WHAT THE EXERCISE ASKS »
Transcribe the records word for word, beginning with the first line and ending with the line that contains "not an error."; include nothing else.

[Records from a collection]
*** Begin section ***

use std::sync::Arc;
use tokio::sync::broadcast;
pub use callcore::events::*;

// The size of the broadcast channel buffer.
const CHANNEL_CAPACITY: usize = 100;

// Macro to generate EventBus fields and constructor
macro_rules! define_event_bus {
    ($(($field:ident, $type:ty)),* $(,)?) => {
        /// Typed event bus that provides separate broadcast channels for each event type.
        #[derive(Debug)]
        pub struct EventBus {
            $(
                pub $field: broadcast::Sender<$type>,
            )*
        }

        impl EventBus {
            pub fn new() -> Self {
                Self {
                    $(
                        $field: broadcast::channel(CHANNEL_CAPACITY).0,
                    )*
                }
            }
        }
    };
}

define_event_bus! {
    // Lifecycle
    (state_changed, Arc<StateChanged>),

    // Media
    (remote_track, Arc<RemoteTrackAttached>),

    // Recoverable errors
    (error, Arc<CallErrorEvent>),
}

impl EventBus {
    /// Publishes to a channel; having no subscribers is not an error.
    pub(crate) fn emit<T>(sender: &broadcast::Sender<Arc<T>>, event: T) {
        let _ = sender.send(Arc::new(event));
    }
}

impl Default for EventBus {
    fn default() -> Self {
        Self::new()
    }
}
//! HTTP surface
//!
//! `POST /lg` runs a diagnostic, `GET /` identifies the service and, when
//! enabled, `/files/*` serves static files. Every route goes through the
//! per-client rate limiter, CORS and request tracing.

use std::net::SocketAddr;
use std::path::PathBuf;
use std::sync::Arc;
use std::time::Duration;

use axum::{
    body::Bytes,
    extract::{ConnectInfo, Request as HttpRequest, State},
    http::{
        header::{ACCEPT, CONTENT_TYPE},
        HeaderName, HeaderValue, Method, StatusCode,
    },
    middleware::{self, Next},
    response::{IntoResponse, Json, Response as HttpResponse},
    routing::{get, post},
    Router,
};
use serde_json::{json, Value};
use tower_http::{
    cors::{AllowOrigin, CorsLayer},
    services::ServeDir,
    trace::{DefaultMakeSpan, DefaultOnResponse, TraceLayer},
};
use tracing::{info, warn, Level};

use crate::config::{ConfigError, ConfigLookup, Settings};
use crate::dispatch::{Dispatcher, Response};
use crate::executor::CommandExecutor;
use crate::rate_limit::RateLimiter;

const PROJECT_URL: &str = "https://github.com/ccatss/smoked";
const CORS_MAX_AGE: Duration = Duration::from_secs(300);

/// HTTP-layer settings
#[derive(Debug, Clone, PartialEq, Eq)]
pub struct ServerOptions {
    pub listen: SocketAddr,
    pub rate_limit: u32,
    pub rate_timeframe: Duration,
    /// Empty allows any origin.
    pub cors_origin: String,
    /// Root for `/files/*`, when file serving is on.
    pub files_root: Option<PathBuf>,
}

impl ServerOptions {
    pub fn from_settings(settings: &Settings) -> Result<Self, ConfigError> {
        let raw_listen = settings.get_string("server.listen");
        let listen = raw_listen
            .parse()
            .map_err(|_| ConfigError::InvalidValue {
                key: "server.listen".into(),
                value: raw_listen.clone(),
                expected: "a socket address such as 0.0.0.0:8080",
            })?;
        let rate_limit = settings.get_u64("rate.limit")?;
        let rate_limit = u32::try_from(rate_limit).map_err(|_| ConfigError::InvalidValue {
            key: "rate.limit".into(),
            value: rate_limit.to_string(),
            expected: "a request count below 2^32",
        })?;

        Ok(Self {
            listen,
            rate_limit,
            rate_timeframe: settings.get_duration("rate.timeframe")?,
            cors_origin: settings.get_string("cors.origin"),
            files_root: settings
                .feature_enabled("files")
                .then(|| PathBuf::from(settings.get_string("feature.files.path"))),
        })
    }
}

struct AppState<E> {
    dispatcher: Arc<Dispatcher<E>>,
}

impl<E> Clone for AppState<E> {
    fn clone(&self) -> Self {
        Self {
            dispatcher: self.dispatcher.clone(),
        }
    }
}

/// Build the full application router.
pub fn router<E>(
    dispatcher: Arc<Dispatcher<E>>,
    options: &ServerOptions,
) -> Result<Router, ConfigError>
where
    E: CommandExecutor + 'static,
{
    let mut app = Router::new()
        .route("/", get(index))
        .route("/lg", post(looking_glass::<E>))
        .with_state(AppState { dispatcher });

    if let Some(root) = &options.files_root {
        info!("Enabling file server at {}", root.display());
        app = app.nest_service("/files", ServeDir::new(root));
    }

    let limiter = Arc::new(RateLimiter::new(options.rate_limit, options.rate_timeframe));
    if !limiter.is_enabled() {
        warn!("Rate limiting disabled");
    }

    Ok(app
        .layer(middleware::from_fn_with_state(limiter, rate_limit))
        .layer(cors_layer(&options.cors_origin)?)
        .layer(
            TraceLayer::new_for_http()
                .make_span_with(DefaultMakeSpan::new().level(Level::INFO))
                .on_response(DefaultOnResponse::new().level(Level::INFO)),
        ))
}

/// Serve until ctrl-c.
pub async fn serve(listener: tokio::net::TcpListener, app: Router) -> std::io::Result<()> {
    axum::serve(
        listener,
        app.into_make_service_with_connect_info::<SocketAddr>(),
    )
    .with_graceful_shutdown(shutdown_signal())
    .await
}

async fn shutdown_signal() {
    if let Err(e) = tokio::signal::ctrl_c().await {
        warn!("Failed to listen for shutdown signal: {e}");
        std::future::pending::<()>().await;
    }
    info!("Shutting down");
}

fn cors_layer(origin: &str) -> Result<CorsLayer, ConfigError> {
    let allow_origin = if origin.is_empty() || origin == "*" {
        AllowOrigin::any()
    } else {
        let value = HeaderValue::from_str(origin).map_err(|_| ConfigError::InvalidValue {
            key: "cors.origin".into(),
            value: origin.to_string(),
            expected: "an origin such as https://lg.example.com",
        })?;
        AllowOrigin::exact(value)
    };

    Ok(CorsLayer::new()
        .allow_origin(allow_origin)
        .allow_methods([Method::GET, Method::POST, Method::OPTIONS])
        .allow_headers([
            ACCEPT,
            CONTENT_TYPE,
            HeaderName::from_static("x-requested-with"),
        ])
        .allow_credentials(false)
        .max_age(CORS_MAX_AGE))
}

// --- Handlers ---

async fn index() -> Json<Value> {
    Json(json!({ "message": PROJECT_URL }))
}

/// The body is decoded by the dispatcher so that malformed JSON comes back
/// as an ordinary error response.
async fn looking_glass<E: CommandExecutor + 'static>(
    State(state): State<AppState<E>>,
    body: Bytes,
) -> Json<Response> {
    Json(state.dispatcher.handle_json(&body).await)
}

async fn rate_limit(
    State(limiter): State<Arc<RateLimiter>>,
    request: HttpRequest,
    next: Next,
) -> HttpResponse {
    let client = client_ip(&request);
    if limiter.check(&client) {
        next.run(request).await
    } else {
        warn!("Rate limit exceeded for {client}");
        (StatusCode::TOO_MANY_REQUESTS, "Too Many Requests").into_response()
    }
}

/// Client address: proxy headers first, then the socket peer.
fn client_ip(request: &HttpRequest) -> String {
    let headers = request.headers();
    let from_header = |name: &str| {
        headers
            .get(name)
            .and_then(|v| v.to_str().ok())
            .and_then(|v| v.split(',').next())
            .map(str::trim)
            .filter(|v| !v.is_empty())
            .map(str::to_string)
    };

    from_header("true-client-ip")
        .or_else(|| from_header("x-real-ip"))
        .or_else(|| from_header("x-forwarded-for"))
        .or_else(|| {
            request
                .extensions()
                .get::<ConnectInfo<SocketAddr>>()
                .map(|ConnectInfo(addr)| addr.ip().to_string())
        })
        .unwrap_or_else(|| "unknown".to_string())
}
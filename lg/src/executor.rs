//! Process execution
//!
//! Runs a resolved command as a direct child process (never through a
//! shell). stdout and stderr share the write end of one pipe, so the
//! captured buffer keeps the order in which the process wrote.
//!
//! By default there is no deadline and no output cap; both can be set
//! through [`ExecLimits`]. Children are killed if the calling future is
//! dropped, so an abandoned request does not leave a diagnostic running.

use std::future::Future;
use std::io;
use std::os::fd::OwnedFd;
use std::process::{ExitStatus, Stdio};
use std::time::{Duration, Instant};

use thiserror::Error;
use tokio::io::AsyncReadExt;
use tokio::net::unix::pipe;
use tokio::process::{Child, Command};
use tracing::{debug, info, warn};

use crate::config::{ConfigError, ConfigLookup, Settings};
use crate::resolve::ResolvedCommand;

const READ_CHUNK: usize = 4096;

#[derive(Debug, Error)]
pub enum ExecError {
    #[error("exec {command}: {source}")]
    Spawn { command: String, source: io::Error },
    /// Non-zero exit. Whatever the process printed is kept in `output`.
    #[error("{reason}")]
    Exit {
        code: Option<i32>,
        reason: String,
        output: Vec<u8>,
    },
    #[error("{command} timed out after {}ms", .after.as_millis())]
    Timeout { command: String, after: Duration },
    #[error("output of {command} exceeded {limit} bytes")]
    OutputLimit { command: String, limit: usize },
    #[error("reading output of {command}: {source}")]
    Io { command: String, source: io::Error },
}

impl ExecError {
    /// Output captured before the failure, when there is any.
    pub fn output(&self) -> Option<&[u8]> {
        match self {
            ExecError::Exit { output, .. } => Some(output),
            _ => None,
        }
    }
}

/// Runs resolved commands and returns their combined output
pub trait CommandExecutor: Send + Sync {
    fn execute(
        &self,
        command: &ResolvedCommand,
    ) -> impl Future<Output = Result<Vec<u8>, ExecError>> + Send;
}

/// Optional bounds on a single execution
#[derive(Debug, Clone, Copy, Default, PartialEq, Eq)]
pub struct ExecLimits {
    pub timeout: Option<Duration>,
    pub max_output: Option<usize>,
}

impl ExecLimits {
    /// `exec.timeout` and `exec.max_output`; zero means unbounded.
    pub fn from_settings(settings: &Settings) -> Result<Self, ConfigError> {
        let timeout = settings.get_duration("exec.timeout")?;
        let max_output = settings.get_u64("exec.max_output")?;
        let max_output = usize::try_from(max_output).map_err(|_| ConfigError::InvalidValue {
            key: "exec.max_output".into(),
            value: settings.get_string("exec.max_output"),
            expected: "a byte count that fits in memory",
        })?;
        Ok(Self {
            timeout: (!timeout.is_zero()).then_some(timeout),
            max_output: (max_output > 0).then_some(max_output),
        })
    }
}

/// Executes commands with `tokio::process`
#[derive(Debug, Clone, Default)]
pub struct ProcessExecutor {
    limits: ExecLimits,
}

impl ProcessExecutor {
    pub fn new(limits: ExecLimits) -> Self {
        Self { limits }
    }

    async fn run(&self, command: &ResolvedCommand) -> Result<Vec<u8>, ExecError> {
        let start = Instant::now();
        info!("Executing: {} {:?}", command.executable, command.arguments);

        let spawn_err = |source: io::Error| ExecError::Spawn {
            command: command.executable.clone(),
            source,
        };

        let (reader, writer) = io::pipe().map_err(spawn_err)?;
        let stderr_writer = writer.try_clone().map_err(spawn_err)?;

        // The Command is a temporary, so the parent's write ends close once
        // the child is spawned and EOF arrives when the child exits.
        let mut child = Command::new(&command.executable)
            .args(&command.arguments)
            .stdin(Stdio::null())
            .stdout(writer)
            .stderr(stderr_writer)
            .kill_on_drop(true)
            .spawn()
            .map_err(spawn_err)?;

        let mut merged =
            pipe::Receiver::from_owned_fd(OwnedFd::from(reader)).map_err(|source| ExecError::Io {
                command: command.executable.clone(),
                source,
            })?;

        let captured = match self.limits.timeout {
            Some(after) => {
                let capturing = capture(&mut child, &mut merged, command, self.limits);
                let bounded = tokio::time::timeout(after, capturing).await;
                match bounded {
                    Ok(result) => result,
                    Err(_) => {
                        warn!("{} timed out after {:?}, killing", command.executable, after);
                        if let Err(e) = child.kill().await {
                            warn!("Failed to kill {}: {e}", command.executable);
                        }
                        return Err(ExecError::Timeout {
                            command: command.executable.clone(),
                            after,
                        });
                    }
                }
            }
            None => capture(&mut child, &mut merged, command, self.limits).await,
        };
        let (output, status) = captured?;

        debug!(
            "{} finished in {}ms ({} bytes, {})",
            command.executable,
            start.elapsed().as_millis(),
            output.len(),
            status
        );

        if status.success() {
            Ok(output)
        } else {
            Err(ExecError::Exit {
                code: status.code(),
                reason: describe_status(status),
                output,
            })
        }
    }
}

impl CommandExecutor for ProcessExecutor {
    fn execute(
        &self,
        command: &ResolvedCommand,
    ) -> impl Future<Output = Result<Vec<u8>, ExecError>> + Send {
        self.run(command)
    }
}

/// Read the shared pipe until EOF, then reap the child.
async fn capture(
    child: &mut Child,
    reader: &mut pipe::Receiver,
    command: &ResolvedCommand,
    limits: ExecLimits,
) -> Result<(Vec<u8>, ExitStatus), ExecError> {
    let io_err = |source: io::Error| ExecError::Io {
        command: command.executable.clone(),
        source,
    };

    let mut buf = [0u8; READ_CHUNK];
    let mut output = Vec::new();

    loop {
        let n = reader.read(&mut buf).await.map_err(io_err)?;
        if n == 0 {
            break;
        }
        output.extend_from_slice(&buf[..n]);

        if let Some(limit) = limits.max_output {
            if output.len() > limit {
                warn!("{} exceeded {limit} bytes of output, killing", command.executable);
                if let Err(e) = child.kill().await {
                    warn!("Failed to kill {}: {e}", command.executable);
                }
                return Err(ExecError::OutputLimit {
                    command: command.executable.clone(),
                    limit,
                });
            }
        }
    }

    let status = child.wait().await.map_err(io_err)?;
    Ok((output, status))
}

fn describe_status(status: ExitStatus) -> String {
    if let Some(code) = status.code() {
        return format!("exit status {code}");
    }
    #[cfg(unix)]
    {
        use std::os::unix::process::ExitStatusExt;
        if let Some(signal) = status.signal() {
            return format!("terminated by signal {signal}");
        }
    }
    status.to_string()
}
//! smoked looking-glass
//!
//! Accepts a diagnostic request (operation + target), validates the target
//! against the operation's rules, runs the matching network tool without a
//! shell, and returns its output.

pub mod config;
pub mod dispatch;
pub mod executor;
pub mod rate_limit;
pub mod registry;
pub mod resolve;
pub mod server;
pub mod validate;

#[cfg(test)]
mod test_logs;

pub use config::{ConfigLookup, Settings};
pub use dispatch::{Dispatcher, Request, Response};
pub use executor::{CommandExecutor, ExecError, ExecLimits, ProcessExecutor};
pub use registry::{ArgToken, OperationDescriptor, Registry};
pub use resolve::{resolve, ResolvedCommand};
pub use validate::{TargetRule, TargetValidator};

*** End section ***

SOLUTION TO THIS PROBLEM »
use std::sync::Arc;
use tokio::sync::broadcast;
pub use callcore::events::*;

// The size of the broadcast channel buffer.
const CHANNEL_CAPACITY: usize = 100;

// Macro to generate EventBus fields and constructor
macro_rules! define_event_bus {
    ($(($field:ident, $type:ty)),* $(,)?) => {
        /// Typed event bus that provides separate broadcast channels for each event type.
        #[derive(Debug)]
        pub struct EventBus {
            $(
                pub $field: broadcast::Sender<$type>,
            )*
        }

        impl EventBus {
            pub fn new() -> Self {
                Self {
                    $(
                        $field: broadcast::channel(CHANNEL_CAPACITY).0,
                    )*
                }
            }
        }
    };
}

define_event_bus! {
    // Lifecycle
    (state_changed, Arc<StateChanged>),

    // Media
    (remote_track, Arc<RemoteTrackAttached>),

    // Recoverable errors
    (error, Arc<CallErrorEvent>),
}

impl EventBus {
    /// Publishes to a channel; having no subscribers is not an error.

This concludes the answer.